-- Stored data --
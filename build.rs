use vergen::EmitBuilder;

fn main() -> Result<(), Box<dyn std::error::Error>> {
    // Build timestamp and rustc version feed the footer in app.rs. Git
    // instructions are left out; the crate must build outside a checkout.
    EmitBuilder::builder()
        .build_timestamp()
        .rustc_semver()
        .emit()?;
    Ok(())
}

-- TASK --
Please list every line of the records that contains "EmitBuilder".

-- RESULT OF THE EXERCISE --
use vergen::EmitBuilder;
    EmitBuilder::builder()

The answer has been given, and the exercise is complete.